Clinical signs and body weight: All rats survived to the end of the study. There were no biologically significant clinical or behavioural effects. Final mean body weights and body weight gains of dosed male and female rats were similar to those of the respective control groups with the exception of the 500 mg/kg bw/day OTNE male rats, which had a statistically significant but minor decrease in mean body weight gain (-6%) compared to the untreated control.

Clinical chemistry: Alanine aminotransferase and Alkaline phosphatase are significantly decreased becoming dose depending from 125 mg/kg bw onwards (starting with a decrease of 25%) in all dosed groups of males and in 125 to 500 mg/kg bw/day OTNE females. In general, the toxicological relevance of a decrease of these enzymes is generally doubtful but it is consistently seen.

Organ effects:

Liver: Relative liver weights at 250 and 500 mg/kg bw/day OTNE were significantly increased (> 10-31%) compared to the control.

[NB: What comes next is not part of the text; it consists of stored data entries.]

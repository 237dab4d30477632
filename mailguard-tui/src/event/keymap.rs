//! 快捷键配置

use crossterm::event::{KeyCode, KeyEvent, KeyModifiers};

/// 快捷键绑定
#[derive(Debug, Clone, Copy)]
pub struct KeyBinding {
    pub modifiers: KeyModifiers,
    pub code: KeyCode,
}

impl KeyBinding {
    pub const fn new(modifiers: KeyModifiers, code: KeyCode) -> Self {
        Self { modifiers, code }
    }

    pub const fn key(code: KeyCode) -> Self {
        Self::new(KeyModifiers::NONE, code)
    }

    pub const fn alt(code: KeyCode) -> Self {
        Self::new(KeyModifiers::ALT, code)
    }

    pub const fn ctrl(code: KeyCode) -> Self {
        Self::new(KeyModifiers::CONTROL, code)
    }

    pub fn matches(&self, key: &KeyEvent) -> bool {
        key.modifiers == self.modifiers && key.code == self.code
    }
}

/// 默认快捷键
pub struct DefaultKeymap;

impl DefaultKeymap {
    // 全局
    pub const QUIT: KeyBinding = KeyBinding::key(KeyCode::Char('q'));
    pub const FORCE_QUIT: KeyBinding = KeyBinding::ctrl(KeyCode::Char('c'));
    pub const TOGGLE_FOCUS: KeyBinding = KeyBinding::key(KeyCode::Tab);
    pub const HELP: KeyBinding = KeyBinding::alt(KeyCode::Char('h'));
    pub const REFRESH: KeyBinding = KeyBinding::alt(KeyCode::Char('r'));
    pub const LOGOUT: KeyBinding = KeyBinding::alt(KeyCode::Char('l'));

    // 表格
    pub const SEARCH: KeyBinding = KeyBinding::key(KeyCode::Char('/'));
    pub const ACTION_ADD: KeyBinding = KeyBinding::alt(KeyCode::Char('a'));
    pub const ACTION_EDIT: KeyBinding = KeyBinding::alt(KeyCode::Char('e'));
    pub const ACTION_DELETE: KeyBinding = KeyBinding::alt(KeyCode::Char('d'));
    pub const ACTION_BLACKLIST: KeyBinding = KeyBinding::alt(KeyCode::Char('b'));
    pub const ACTION_EXPORT: KeyBinding = KeyBinding::alt(KeyCode::Char('x'));

    // 表单
    pub const NEWLINE: KeyBinding = KeyBinding::alt(KeyCode::Enter);
}
//! 内容面板消息
//!
//! 同一条消息在不同页面上含义不同，例如 `Submit`：
//! 表格页提交搜索，校验页发起校验，登录页提交登录。

#[derive(Debug, Clone, PartialEq, Eq)]
pub enum ContentMessage {
    // ========== 表格光标 ==========
    SelectPrevious,
    SelectNext,

    // ========== 翻页 ==========
    PreviousPage,
    NextPage,
    FirstPage,
    LastPage,

    // ========== 文本输入 ==========
    /// 进入搜索框编辑
    StartSearch,
    Input(char),
    Backspace,
    Submit,
    /// 取消搜索
    Cancel,
    /// 登录页切换输入框
    NextField,

    // ========== 表格操作 ==========
    Add,
    Edit,
    Delete,
    /// 把所选有效邮箱加入黑名单
    Blacklist,
    /// 导出有效邮箱 CSV
    Export,
}
//! 命令分发
//!
//! 每条 [`Command`] 派生一个 tokio 任务执行，结果作为 [`BackendMessage`]
//! 经无界 mpsc 通道送回主循环。请求之间没有取消或排序保证：
//! 较慢的旧响应可能晚于新响应到达并覆盖它。

use std::path::PathBuf;
use std::sync::Arc;

use chrono::Utc;
use mailguard_core::services::{export_to_dir, RefreshSignal};
use mailguard_core::CoreError;
use tokio::sync::mpsc::UnboundedSender;

use crate::message::BackendMessage;
use crate::model::Command;

use super::CoreService;

pub struct Dispatcher {
    core: Arc<CoreService>,
    refresh: RefreshSignal,
    export_dir: PathBuf,
    tx: UnboundedSender<BackendMessage>,
}

impl Dispatcher {
    pub fn new(
        core: Arc<CoreService>,
        refresh: RefreshSignal,
        export_dir: PathBuf,
        tx: UnboundedSender<BackendMessage>,
    ) -> Self {
        Self {
            core,
            refresh,
            export_dir,
            tx,
        }
    }

    /// 在后台执行命令
    pub fn dispatch(&self, command: Command) {
        log::debug!("dispatch {command:?}");
        let core = Arc::clone(&self.core);
        let refresh = self.refresh.clone();
        let export_dir = self.export_dir.clone();
        let tx = self.tx.clone();

        tokio::spawn(async move {
            let message = execute(&core, &refresh, export_dir, command).await;
            if tx.send(message).is_err() {
                log::debug!("UI loop gone, dropping backend result");
            }
        });
    }
}

/// 执行一条命令并返回结果消息
pub async fn execute(
    core: &CoreService,
    refresh: &RefreshSignal,
    export_dir: PathBuf,
    command: Command,
) -> BackendMessage {
    match command {
        Command::Fetch { session, ticket } => {
            let result = core.tables().execute(&session, &ticket).await;
            BackendMessage::Fetched { ticket, result }
        }
        Command::Delete { session, ticket } => {
            let result = core.tables().execute_delete(&session, &ticket).await;
            BackendMessage::Deleted { ticket, result }
        }
        Command::Mutate { session, mutation } => {
            let note = core.dashboard(refresh.clone()).apply(&session, &mutation).await;
            BackendMessage::Mutated(note)
        }
        Command::Blacklist { session, row } => {
            let note = core.dashboard(refresh.clone()).blacklist(&session, &row).await;
            BackendMessage::Mutated(note)
        }
        Command::Export(rows) => {
            let result = tokio::task::spawn_blocking(move || {
                export_to_dir(&rows, &export_dir, Utc::now())
            })
            .await
            .unwrap_or_else(|e| Err(CoreError::StorageError(format!("export task failed: {e}"))));
            BackendMessage::Exported(result)
        }
        Command::Validate(email) => BackendMessage::Validated(core.validator().validate(&email).await),
        Command::Login { email, password } => {
            BackendMessage::LoggedIn(core.auth().login(&email, &password).await)
        }
        Command::RestoreSession => BackendMessage::SessionRestored(core.auth().restore().await),
        Command::Logout => BackendMessage::LoggedOut(core.auth().logout().await),
    }
}

#[cfg(test)]
mod tests {
    use std::collections::HashMap;

    use async_trait::async_trait;
    use chrono::TimeZone;
    use mailguard_core::services::{FetchTicket, Mutation};
    use mailguard_core::types::{
        ListPage, ListQuery, PaginationMeta, ResourceKind, ResourceRow, Role, Session, User,
        ValidationReport,
    };
    use mailguard_core::{AdminApi, CoreResult, ServiceContext, SessionStore};
    use tokio::sync::Mutex;

    use super::*;

    /// 固定返回一页数据的后端
    #[derive(Default)]
    struct StaticApi {
        added: Mutex<Vec<(ResourceKind, Vec<String>)>>,
    }

    fn row(id: &str, value: &str) -> ResourceRow {
        ResourceRow {
            id: id.into(),
            value: value.into(),
            created_at: Utc.with_ymd_and_hms(2025, 3, 1, 0, 0, 0).unwrap(),
            detail: None,
        }
    }

    #[async_trait]
    impl AdminApi for StaticApi {
        async fn login(&self, email: &str, _password: &str) -> CoreResult<Session> {
            Ok(Session {
                user: User {
                    id: "u1".into(),
                    email: email.into(),
                    role: Role::User,
                },
                token: "tok".into(),
            })
        }

        async fn list(
            &self,
            _session: &Session,
            _kind: ResourceKind,
            query: &ListQuery,
        ) -> CoreResult<ListPage<ResourceRow>> {
            Ok(ListPage {
                items: vec![row("1", "spam.io")],
                pagination: PaginationMeta {
                    total_items: 1,
                    total_pages: 1,
                    current_page: query.page,
                    items_per_page: query.limit,
                },
            })
        }

        async fn add(&self, _session: &Session, kind: ResourceKind, values: &[String]) -> CoreResult<()> {
            self.added.lock().await.push((kind, values.to_vec()));
            Ok(())
        }

        async fn update(
            &self,
            _session: &Session,
            _kind: ResourceKind,
            _id: &str,
            _value: &str,
        ) -> CoreResult<()> {
            Ok(())
        }

        async fn delete(&self, _session: &Session, _kind: ResourceKind, _id: &str) -> CoreResult<()> {
            Err(CoreError::HttpStatus {
                status: 500,
                body: "boom".into(),
            })
        }

        async fn validate_email(&self, email: &str) -> CoreResult<ValidationReport> {
            Ok(ValidationReport {
                result: "valid".into(),
                email: email.into(),
                ..ValidationReport::default()
            })
        }
    }

    #[derive(Default)]
    struct MemoryStore(Mutex<HashMap<&'static str, Session>>);

    #[async_trait]
    impl SessionStore for MemoryStore {
        async fn load(&self) -> CoreResult<Option<Session>> {
            Ok(self.0.lock().await.get("token").cloned())
        }
        async fn save(&self, session: &Session) -> CoreResult<()> {
            self.0.lock().await.insert("token", session.clone());
            Ok(())
        }
        async fn clear(&self) -> CoreResult<()> {
            self.0.lock().await.clear();
            Ok(())
        }
    }

    fn core(api: Arc<StaticApi>) -> CoreService {
        CoreService::with_context(Arc::new(ServiceContext::new(
            api,
            Arc::new(MemoryStore::default()),
        )))
    }

    fn admin() -> Session {
        Session {
            user: User {
                id: "u1".into(),
                email: "admin@example.com".into(),
                role: Role::Admin,
            },
            token: "tok".into(),
        }
    }

    // ---- execute ----

    #[tokio::test]
    async fn fetch_returns_ticket_with_result() {
        let core = core(Arc::new(StaticApi::default()));
        let ticket = FetchTicket {
            kind: ResourceKind::BlacklistedDomains,
            query: ListQuery::new(1, 5, ""),
        };
        let message = execute(
            &core,
            &RefreshSignal::new(),
            PathBuf::from("."),
            Command::Fetch {
                session: admin(),
                ticket: ticket.clone(),
            },
        )
        .await;

        match message {
            BackendMessage::Fetched { ticket: t, result } => {
                assert_eq!(t, ticket);
                assert_eq!(result.unwrap().items[0].value, "spam.io");
            }
            other => panic!("unexpected message: {other:?}"),
        }
    }

    #[tokio::test]
    async fn mutation_triggers_refresh_signal() {
        let api = Arc::new(StaticApi::default());
        let core = core(api.clone());
        let signal = RefreshSignal::new();
        let mut sub = signal.subscribe();

        let message = execute(
            &core,
            &signal,
            PathBuf::from("."),
            Command::Mutate {
                session: admin(),
                mutation: Mutation::AddDomains(vec!["a.com".into(), "b.com".into()]),
            },
        )
        .await;

        assert!(matches!(message, BackendMessage::Mutated(ref n) if !n.is_error()));
        assert!(sub.take_pending(ResourceKind::BlacklistedDomains));
        assert_eq!(api.added.lock().await.len(), 1);
    }

    #[tokio::test]
    async fn non_admin_login_is_denied() {
        let core = core(Arc::new(StaticApi::default()));
        let message = execute(
            &core,
            &RefreshSignal::new(),
            PathBuf::from("."),
            Command::Login {
                email: "user@example.com".into(),
                password: "secret".into(),
            },
        )
        .await;

        assert!(matches!(
            message,
            BackendMessage::LoggedIn(Err(CoreError::AccessDenied(_)))
        ));
    }

    #[tokio::test]
    async fn export_writes_csv_file() {
        let dir = std::env::temp_dir().join(format!("mailguard-tui-export-{}", std::process::id()));
        let core = core(Arc::new(StaticApi::default()));
        let message = execute(
            &core,
            &RefreshSignal::new(),
            dir.clone(),
            Command::Export(vec![row("v1", "jane@gmail.com")]),
        )
        .await;

        let path = match message {
            BackendMessage::Exported(Ok(path)) => path,
            other => panic!("export failed: {other:?}"),
        };
        let content = std::fs::read_to_string(&path).unwrap();
        assert!(content.starts_with("email,validation_date,status"));
        assert!(content.contains("jane@gmail.com,2025-03-01,valid"));
        let _ = std::fs::remove_dir_all(dir);
    }
}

At 250 mg/kg bw this increase is considered adaptive at 500 mg/kg bw these may be considered adverse. 

Kidney: The relative kidney weights of the 500 mg/kg bw/day OTNE male and female rats were significantly increased by 10 and 8%, respectively. These increased are not considered adverse.

Other effects: There were no neurotoxic and immunological effects seen. There were no biologically significant neoplastic findings found.

Conclusion

A local long-term repeated dose NOAELcould not be established because the concentration to which the animals are exposed doubtful due to oral grooming

A systemic dermal repeated dose NOAELcannot be established because beside dermal exposure the oral exposure route is a major route e.g. the relative liver weights in the oral and dermal studies is similar increased (ca 50% at 500 mg/kg bw) in the oral 90-day IFF study as in this NTP study. Only a combined systemic dermal/oral NOAEL can be established. This can be set at 250 mg/kg bw considering the relative liver weight increase of < 30% as an adaptive effect in absence of other liver related findings of toxicological relevance.